What to work on - Report each line of the records below that uses the word "PostgresDocumentStore".

Stored data -
use std::time::Duration;

use async_trait::async_trait;
use common::{Product, User, UserId};
use sqlx::postgres::{PgPoolOptions, PgRow};
use sqlx::{PgPool, Row};

use crate::aggregation::Accumulator;
use crate::update::{apply_all, validate_updates};
use crate::{
    AggregateRow, DocumentStore, Pipeline, ProductFilter, Result, StoreError, UpdateOptions,
    UserFilter, UserUpdate, Version, VersionedUser,
};

/// PostgreSQL-backed document store.
///
/// Documents are kept as JSONB next to a `version` column. Updates lock the
/// row, apply the batch in Rust and write the whole document back inside a
/// single transaction.
#[derive(Clone)]
pub struct PostgresDocumentStore {
    pool: PgPool,
}

impl PostgresDocumentStore {
    /// Creates a new PostgreSQL document store.
    pub fn new(pool: PgPool) -> Self {
        Self { pool }
    }

    /// Opens a connection pool and verifies the database is reachable.
    pub async fn connect(database_url: &str, max_connections: u32) -> Result<Self> {
        let pool = PgPoolOptions::new()
            .max_connections(max_connections)
            .acquire_timeout(Duration::from_secs(10))
            .connect(database_url)
            .await?;
        Ok(Self::new(pool))
    }

    /// Gets a reference to the underlying connection pool.
    pub fn pool(&self) -> &PgPool {
        &self.pool
    }

    /// Runs the database migrations.
    pub async fn run_migrations(&self) -> std::result::Result<(), sqlx::migrate::MigrateError> {
        sqlx::migrate!("../../migrations").run(&self.pool).await
    }

    /// Closes the pool, waiting for checked-out connections to be returned.
    pub async fn close(&self) {
        self.pool.close().await;
    }

    fn row_to_user(row: &PgRow) -> Result<VersionedUser> {
        let document: serde_json::Value = row.try_get("document")?;
        Ok(VersionedUser {
            user: serde_json::from_value(document)?,
            version: Version::new(row.try_get("version")?),
        })
    }

    fn row_to_product(row: &PgRow) -> Result<Product> {
        let document: serde_json::Value = row.try_get("document")?;
        Ok(serde_json::from_value(document)?)
    }

    fn map_unique_violation(e: sqlx::Error, what: &str) -> StoreError {
        if let sqlx::Error::Database(ref db_err) = e
            && db_err.is_unique_violation()
        {
            let constraint = db_err.constraint().unwrap_or("primary key");
            return StoreError::DuplicateKey(format!("{what} ({constraint})"));
        }
        StoreError::Database(e)
    }

    fn map_numeric_overflow(e: sqlx::Error, pipeline: &Pipeline) -> StoreError {
        // 22003: numeric_value_out_of_range, raised by the ::bigint cast.
        if let sqlx::Error::Database(ref db_err) = e
            && db_err.code().as_deref() == Some("22003")
        {
            return StoreError::Overflow(format!(
                "{} total for user {}",
                pipeline.unwind.document_key(),
                pipeline.match_user
            ));
        }
        StoreError::Database(e)
    }
}

/// Escapes LIKE wildcards so a search fragment matches literally.
fn like_pattern(fragment: &str) -> String {
    let escaped = fragment
        .replace('\\', "\\\\")
        .replace('%', "\\%")
        .replace('_', "\\_");
    format!("%{escaped}%")
}

/// Builds the WHERE clause for a user filter; parameters are bound in
/// id, email, phone order.
fn user_where_clause(filter: &UserFilter) -> String {
    let mut conditions = Vec::new();
    let mut param_count = 0;

    if filter.user_id.is_some() {
        param_count += 1;
        conditions.push(format!("id = ${param_count}"));
    }
    if filter.email.is_some() {
        param_count += 1;
        conditions.push(format!("email = ${param_count}"));
    }
    if filter.phone.is_some() {
        param_count += 1;
        conditions.push(format!("phone = ${param_count}"));
    }

    if conditions.is_empty() {
        return "TRUE".to_string();
    }
    let joiner = if filter.match_any { " OR " } else { " AND " };
    conditions.join(joiner)
}

fn product_where_clause(filter: &ProductFilter) -> String {
    let mut conditions = Vec::new();
    let mut param_count = 0;

    if filter.product_id.is_some() {
        param_count += 1;
        conditions.push(format!("id = ${param_count}"));
    }
    if filter.name_contains.is_some() {
        param_count += 1;
        conditions.push(format!("name ILIKE ${param_count}"));
    }

    if conditions.is_empty() {
        return "TRUE".to_string();
    }
    conditions.join(" AND ")
}

fn pipeline_sql(pipeline: &Pipeline) -> String {
    let field = pipeline.unwind.document_key();
    let accumulator = match pipeline.group {
        Accumulator::SumPrice => format!(
            "SUM((elem ->> '{}')::bigint)::bigint",
            pipeline.unwind.price_key()
        ),
        Accumulator::Count => "COUNT(*)::bigint".to_string(),
    };

    format!(
        r#"
        SELECT u.id AS user_id, {accumulator} AS value
        FROM users u
        CROSS JOIN LATERAL jsonb_array_elements(u.document -> '{field}') AS elem
        WHERE u.id = $1
        GROUP BY u.id
        "#
    )
}

#[async_trait]
impl DocumentStore for PostgresDocumentStore {
    async fn insert_user(&self, user: User) -> Result<Version> {
        let document = serde_json::to_value(&user)?;
        let version = Version::first();

        sqlx::query(
            r#"
            INSERT INTO users (id, email, phone, version, document)
            VALUES ($1, $2, $3, $4, $5)
            "#,
        )
        .bind(user.user_id.as_uuid())
        .bind(&user.email)
        .bind(&user.phone)
        .bind(version.as_i64())
        .bind(document)
        .execute(&self.pool)
        .await
        .map_err(|e| Self::map_unique_violation(e, "user"))?;

        Ok(version)
    }

    async fn find_user(&self, filter: UserFilter) -> Result<Option<VersionedUser>> {
        let sql = format!(
            "SELECT version, document FROM users WHERE {} ORDER BY id LIMIT 1",
            user_where_clause(&filter)
        );

        let mut query = sqlx::query(&sql);
        if let Some(id) = filter.user_id {
            query = query.bind(id.as_uuid());
        }
        if let Some(email) = filter.email {
            query = query.bind(email);
        }
        if let Some(phone) = filter.phone {
            query = query.bind(phone);
        }

        let row = query.fetch_optional(&self.pool).await?;
        row.as_ref().map(Self::row_to_user).transpose()
    }

    async fn count_users(&self, filter: UserFilter) -> Result<u64> {
        let sql = format!(
            "SELECT COUNT(*) FROM users WHERE {}",
            user_where_clause(&filter)
        );

        let mut query = sqlx::query_scalar::<_, i64>(&sql);
        if let Some(id) = filter.user_id {
            query = query.bind(id.as_uuid());
        }
        if let Some(email) = filter.email {
            query = query.bind(email);
        }
        if let Some(phone) = filter.phone {
            query = query.bind(phone);
        }

        let count = query.fetch_one(&self.pool).await?;
        Ok(count.max(0) as u64)
    }

    async fn update_user(
        &self,
        user_id: UserId,
        updates: Vec<UserUpdate>,
        options: UpdateOptions,
    ) -> Result<Version> {
        validate_updates(&updates).map_err(|e| StoreError::InvalidUpdate(e.message))?;

        let mut tx = self.pool.begin().await?;

        // Lock the row for the rest of the transaction
        let row: Option<PgRow> =
            sqlx::query("SELECT version, document FROM users WHERE id = $1 FOR UPDATE")
                .bind(user_id.as_uuid())
                .fetch_optional(&mut *tx)
                .await?;

        let Some(row) = row else {
            return Err(StoreError::UserNotFound(user_id));
        };
        let VersionedUser { mut user, version } = Self::row_to_user(&row)?;

        if let Some(expected) = options.expected_version
            && version != expected
        {
            metrics::counter!("document_version_conflicts_total").increment(1);
            return Err(StoreError::ConcurrencyConflict {
                user_id,
                expected,
                actual: version,
            });
        }

        apply_all(&mut user, &updates);
        let new_version = version.next();
        let document = serde_json::to_value(&user)?;

        sqlx::query(
            r#"
            UPDATE users SET document = $2, version = $3
            WHERE id = $1 AND version = $4
            "#,
        )
        .bind(user_id.as_uuid())
        .bind(document)
        .bind(new_version.as_i64())
        .bind(version.as_i64())
        .execute(&mut *tx)
        .await?;

        tx.commit().await?;
        tracing::debug!(%user_id, version = %new_version, updates = updates.len(), "user document updated");
        Ok(new_version)
    }

    async fn aggregate(&self, pipeline: Pipeline) -> Result<Vec<AggregateRow>> {
        let rows = sqlx::query(&pipeline_sql(&pipeline))
            .bind(pipeline.match_user.as_uuid())
            .fetch_all(&self.pool)
            .await
            .map_err(|e| Self::map_numeric_overflow(e, &pipeline))?;

        rows.iter()
            .map(|row| {
                Ok(AggregateRow {
                    user_id: UserId::from_uuid(row.try_get("user_id")?),
                    value: row.try_get("value")?,
                })
            })
            .collect()
    }

    async fn insert_product(&self, product: Product) -> Result<()> {
        let document = serde_json::to_value(&product)?;

        sqlx::query(
            r#"
            INSERT INTO products (id, name, document)
            VALUES ($1, $2, $3)
            "#,
        )
        .bind(product.product_id.as_uuid())
        .bind(&product.product_name)
        .bind(document)
        .execute(&self.pool)
        .await
        .map_err(|e| Self::map_unique_violation(e, "product"))?;

        Ok(())
    }

    async fn find_product(&self, filter: ProductFilter) -> Result<Option<Product>> {
        Ok(self.list_products(filter).await?.into_iter().next())
    }

    async fn list_products(&self, filter: ProductFilter) -> Result<Vec<Product>> {
        let sql = format!(
            "SELECT document FROM products WHERE {} ORDER BY created_at ASC, id ASC",
            product_where_clause(&filter)
        );

        let mut query = sqlx::query(&sql);
        if let Some(id) = filter.product_id {
            query = query.bind(id.as_uuid());
        }
        if let Some(fragment) = filter.name_contains {
            query = query.bind(like_pattern(&fragment));
        }

        let rows = query.fetch_all(&self.pool).await?;
        rows.iter().map(Self::row_to_product).collect()
    }
}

Output for this exercise -
pub struct PostgresDocumentStore {
impl PostgresDocumentStore {
impl DocumentStore for PostgresDocumentStore {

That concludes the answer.